Status of Women in Middle East After 2011

Informative report on status of women in the Middle East after the uprisings of 2011.
CARE International Policy Report, Arab Spring or Arab Autumn?,
September 2013

Females Expected to be Wonder Woman

As a consequence of media images of the beautiful woman in a business suit energetically carrying a brief case and baby, Barnard College president Debora Spar warned in her book Wonder Women: Sex, Power, and the Quest for Perfection that her generation (she’s 50), thought that they could do anything. They also thought they should do everything well like TV character Clair Huxtable   Her generation made the mistake of “privatizing feminism” as neoliberal individualism teaches us. When they don’t live up to their standards of perfection, they feel guilty and like failures. Spar observed that as managers, they tend to be more empathetic than men but to care too much about being liked. When Mattel toy company designed a talking Barbie they felt they should reassure girls they don’t have to be wonder girls. Julia Pistor, Mattel vice president explained, ‘‘The subtext that is there that we would not do for boys is: ‘You don’t have to be perfect. It is O.K. to be messy and flawed and silly.’ ’’  The new Barbie also had flat feet instead of high heel feet and less makeup.
James Vlahos, “Barbie Wants to Get to Know Your Child,” New York Times, September 16, 2015.

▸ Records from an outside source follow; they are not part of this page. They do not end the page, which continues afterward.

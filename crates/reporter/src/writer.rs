use crate::chart::render_yearly_chart;
use crate::error::ReportError;
use crate::tables::{WIN_LOSS_HEADER, YEARLY_HEADER, metrics_rows, write_rows};
use analytics::RiskAdjustedReport;
use configuration::ReportFormat;
use core_types::{AdjustedSummary, BenchmarkSeries, WinLossRow, YearlySummary};
use std::fs;
use std::path::{Path, PathBuf};

/// File names of the artifacts written into the results directory.
pub mod artifact_names {
    pub const YEARLY: &str = "Yearly Risk and Profit.csv";
    pub const ADJUSTED_SUMMARY: &str = "Adjusted Summary.csv";
    pub const WIN_LOSS: &str = "Instrument Profit Odds.csv";
    /// Stem of the metrics report; the extension follows the report format.
    pub const METRICS_STEM: &str = "Risk Adjusted Metrics";
    pub const CHART: &str = "Yearly Return Graph.svg";
}

/// Everything a finished run hands to the writer.
#[derive(Debug, Clone, Copy)]
pub struct ReportInputs<'a> {
    pub yearly: &'a [YearlySummary],
    pub summary: &'a AdjustedSummary,
    pub win_loss: &'a [WinLossRow],
    /// Unrounded; the writer publishes it.
    pub metrics: &'a RiskAdjustedReport,
    pub benchmark: &'a BenchmarkSeries,
}

#[derive(Debug, Clone)]
pub struct ReportWriter {
    results_dir: PathBuf,
    format: ReportFormat,
    chart: bool,
}

impl ReportWriter {
    pub fn new(results_dir: impl Into<PathBuf>, format: ReportFormat, chart: bool) -> Self {
        Self {
            results_dir: results_dir.into(),
            format,
            chart,
        }
    }

    pub fn metrics_file_name(&self) -> String {
        format!("{}.{}", artifact_names::METRICS_STEM, self.format.extension())
    }

    /// Writes every artifact and returns the paths written, in order.
    ///
    /// A chart that fails to render is logged and left out; every other
    /// failure aborts.
    pub fn write(&self, inputs: &ReportInputs<'_>) -> Result<Vec<PathBuf>, ReportError> {
        fs::create_dir_all(&self.results_dir).map_err(|source| ReportError::Io {
            path: self.results_dir.clone(),
            source,
        })?;
        let mut written = Vec::new();

        let path = self.results_dir.join(artifact_names::YEARLY);
        write_rows(&path, &YEARLY_HEADER, inputs.yearly)?;
        written.push(path);

        let path = self.results_dir.join(artifact_names::ADJUSTED_SUMMARY);
        write_rows(&path, &[], std::slice::from_ref(inputs.summary))?;
        written.push(path);

        let path = self.results_dir.join(artifact_names::WIN_LOSS);
        write_rows(&path, &WIN_LOSS_HEADER, inputs.win_loss)?;
        written.push(path);

        let path = self.results_dir.join(self.metrics_file_name());
        self.write_metrics(&path, &inputs.metrics.published())?;
        written.push(path);

        if self.chart {
            let path = self.results_dir.join(artifact_names::CHART);
            match render_yearly_chart(inputs.yearly, inputs.benchmark)
                .and_then(|svg| write_text(&path, &svg))
            {
                Ok(()) => written.push(path),
                Err(e) => tracing::warn!(error = %e, "Skipping the yearly return chart"),
            }
        }

        for path in &written {
            tracing::info!(path = %path.display(), "Wrote artifact");
        }
        Ok(written)
    }

    fn write_metrics(&self, path: &Path, report: &RiskAdjustedReport) -> Result<(), ReportError> {
        match self.format {
            ReportFormat::Json => write_text(path, &serde_json::to_string_pretty(report)?),
            ReportFormat::Csv => write_rows(path, &[], &metrics_rows(report)),
        }
    }
}

fn write_text(path: &Path, contents: &str) -> Result<(), ReportError> {
    fs::write(path, contents).map_err(|source| ReportError::Io {
        path: path.to_path_buf(),
        source,
    })
}
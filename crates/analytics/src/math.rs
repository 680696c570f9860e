//! Sample statistics over yearly percent returns.

use crate::error::AnalyticsError;
use core_types::math::safe_div;
use rust_decimal::Decimal;
use rust_decimal::prelude::*;

/// Arithmetic mean; zero for an empty slice.
pub fn mean(values: &[Decimal]) -> Decimal {
    let sum: Decimal = values.iter().sum();
    safe_div(sum, Decimal::from(values.len()))
}

/// Sample standard deviation with Bessel's correction (divides by `n - 1`).
///
/// Fewer than two observations have no spread to measure and yield zero.
pub fn sample_std_dev(values: &[Decimal]) -> Result<Decimal, AnalyticsError> {
    if values.len() < 2 {
        return Ok(Decimal::ZERO);
    }

    let avg = mean(values);
    let variance = values
        .iter()
        .map(|v| (*v - avg) * (*v - avg))
        .sum::<Decimal>()
        / Decimal::from(values.len() - 1);

    variance.sqrt().ok_or(AnalyticsError::SquareRoot(variance))
}

/// Sample standard deviation of the strictly negative values only.
pub fn downside_deviation(values: &[Decimal]) -> Result<Decimal, AnalyticsError> {
    let negatives: Vec<Decimal> = values
        .iter()
        .copied()
        .filter(|v| v.is_sign_negative() && !v.is_zero())
        .collect();
    sample_std_dev(&negatives)
}
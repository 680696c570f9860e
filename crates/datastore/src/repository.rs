use crate::error::DataError;
use core_types::parse::parse_figure;
use core_types::{DerivedWeeklyRecord, RawWeeklyRecord};
use std::path::Path;

/// Columns a derived file must carry to take part in aggregation.
pub const DERIVED_REQUIRED_COLUMNS: [&str; 3] = ["week_ended", "risk_on_open", "profit_or_loss"];

/// Header of a derived file, in the order `DerivedWeeklyRecord` serializes.
const DERIVED_HEADER: [&str; 8] = [
    "timestamp",
    "open",
    "close",
    "week_ended",
    "pct_change",
    "risk_on_open",
    "abs_risk_on_open",
    "profit_or_loss",
];

/// Names of the three mandatory columns of a raw price-history file.
#[derive(Debug, Clone, PartialEq, Eq)]
pub struct RawColumns {
    pub timestamp: String,
    pub open: String,
    pub close: String,
}

impl Default for RawColumns {
    fn default() -> Self {
        Self {
            timestamp: "timestamp".to_string(),
            open: "open".to_string(),
            close: "close_with_splits".to_string(),
        }
    }
}

/// Reads and writes per-instrument histories as CSV files.
#[derive(Debug, Clone, Default)]
pub struct FileRepository {
    columns: RawColumns,
}

impl FileRepository {
    pub fn new(columns: RawColumns) -> Self {
        Self { columns }
    }

    /// Reads a raw price history.
    ///
    /// The file is rejected as a whole with [`DataError::MissingColumns`] when any
    /// of the three mandatory columns is absent. Individual cells that do not
    /// hold a number are read as missing prices.
    pub fn read_raw(&self, path: &Path) -> Result<Vec<RawWeeklyRecord>, DataError> {
        let mut reader = open_reader(path)?;
        let headers = reader.headers().map_err(|source| csv_error(path, source))?.clone();

        let wanted = [&self.columns.timestamp, &self.columns.open, &self.columns.close];
        let positions: Vec<Option<usize>> = wanted
            .iter()
            .map(|name| headers.iter().position(|h| h == name.as_str()))
            .collect();
        let missing: Vec<String> = wanted
            .iter()
            .zip(&positions)
            .filter(|(_, pos)| pos.is_none())
            .map(|(name, _)| name.to_string())
            .collect();
        let &[Some(ts_idx), Some(open_idx), Some(close_idx)] = positions.as_slice() else {
            return Err(DataError::MissingColumns {
                path: path.to_path_buf(),
                missing,
            });
        };

        let mut records = Vec::new();
        let mut unreadable = 0usize;
        for row in reader.records() {
            let row = row.map_err(|source| csv_error(path, source))?;
            let mut price = |idx: usize| {
                parse_figure(row.get(idx).unwrap_or_default()).unwrap_or_else(|_| {
                    unreadable += 1;
                    None
                })
            };
            let open = price(open_idx);
            let close = price(close_idx);
            records.push(RawWeeklyRecord {
                timestamp: row.get(ts_idx).unwrap_or_default().to_string(),
                open,
                close,
            });
        }

        if unreadable > 0 {
            tracing::debug!(file = %path.display(), unreadable, "Non-numeric prices read as missing");
        }
        Ok(records)
    }

    /// Writes a derived history, replacing any existing file.
    pub fn write_derived(
        &self,
        path: &Path,
        records: &[DerivedWeeklyRecord],
    ) -> Result<(), DataError> {
        let mut writer = csv::Writer::from_path(path).map_err(|source| csv_error(path, source))?;
        if records.is_empty() {
            // serde only emits the header alongside the first record
            writer
                .write_record(DERIVED_HEADER)
                .map_err(|source| csv_error(path, source))?;
        }
        for record in records {
            writer.serialize(record).map_err(|source| csv_error(path, source))?;
        }
        writer.flush().map_err(|source| DataError::Io {
            path: path.to_path_buf(),
            source,
        })
    }

    /// Reads back a derived history. Infinite values are normalized to zero on
    /// the way in; unparseable week timestamps are kept as `None`.
    pub fn read_derived(&self, path: &Path) -> Result<Vec<DerivedWeeklyRecord>, DataError> {
        let mut reader = open_reader(path)?;
        let headers = reader.headers().map_err(|source| csv_error(path, source))?;

        let missing: Vec<String> = DERIVED_REQUIRED_COLUMNS
            .iter()
            .filter(|name| !headers.iter().any(|h| h == **name))
            .map(|name| name.to_string())
            .collect();
        if !missing.is_empty() {
            return Err(DataError::MissingColumns {
                path: path.to_path_buf(),
                missing,
            });
        }

        reader
            .deserialize()
            .collect::<Result<Vec<DerivedWeeklyRecord>, _>>()
            .map_err(|source| csv_error(path, source))
    }
}

fn open_reader(path: &Path) -> Result<csv::Reader<std::fs::File>, DataError> {
    csv::ReaderBuilder::new()
        .trim(csv::Trim::All)
        .from_path(path)
        .map_err(|source| csv_error(path, source))
}

fn csv_error(path: &Path, source: csv::Error) -> DataError {
    DataError::Csv {
        path: path.to_path_buf(),
        source,
    }
}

Yemen War Kills Thousands of Civilians

It’s difficult to unite Yemen’s multiple political parties, tribal sheikhs, religious leaders, al Qaeda, revolutionary youth, and North and South. It’s also caught in power plays between Shite Iran and Sunni Saudi Arabia. Civil war killed over 4,500 people by September 2015 and over a million citizens were displaced from their homes. Saudi-led airstrikes devastated cities, killing over a thousand people by September 2015: “They are targeting the whole population,” reported a survivor of the strikes, age 20, with burns over two-thirds of his body.[i] American weapons were used in the war, including missiles for Saudi fighter jets. Women and children were caught in the crossfire, some women had to marry to protect themselves, others struggled to provide for their families while their husbands were fighting, others were displaced without social services. Yet women were left out of peace negotiations in Yemen and the Middle East: It’s the “male-controlled mentality of Saudi-inspired Salafism that has detached women from participation in building the peaceful Yemeni society.”[ii] Updates and resources are provided in Atiaf Alwazir’s blog “Woman from Yemen.[iii]

[i] Kareem Fahim, “Airstrikes Take Toll on Civilians in Yemen War,” New York Times, September 12, 2015.

[ii] Afouaiz, “The Forgotten Frontline: Women at War Zone: Yemen’s Case,” sanaafouaiz blog, July 9, 2015.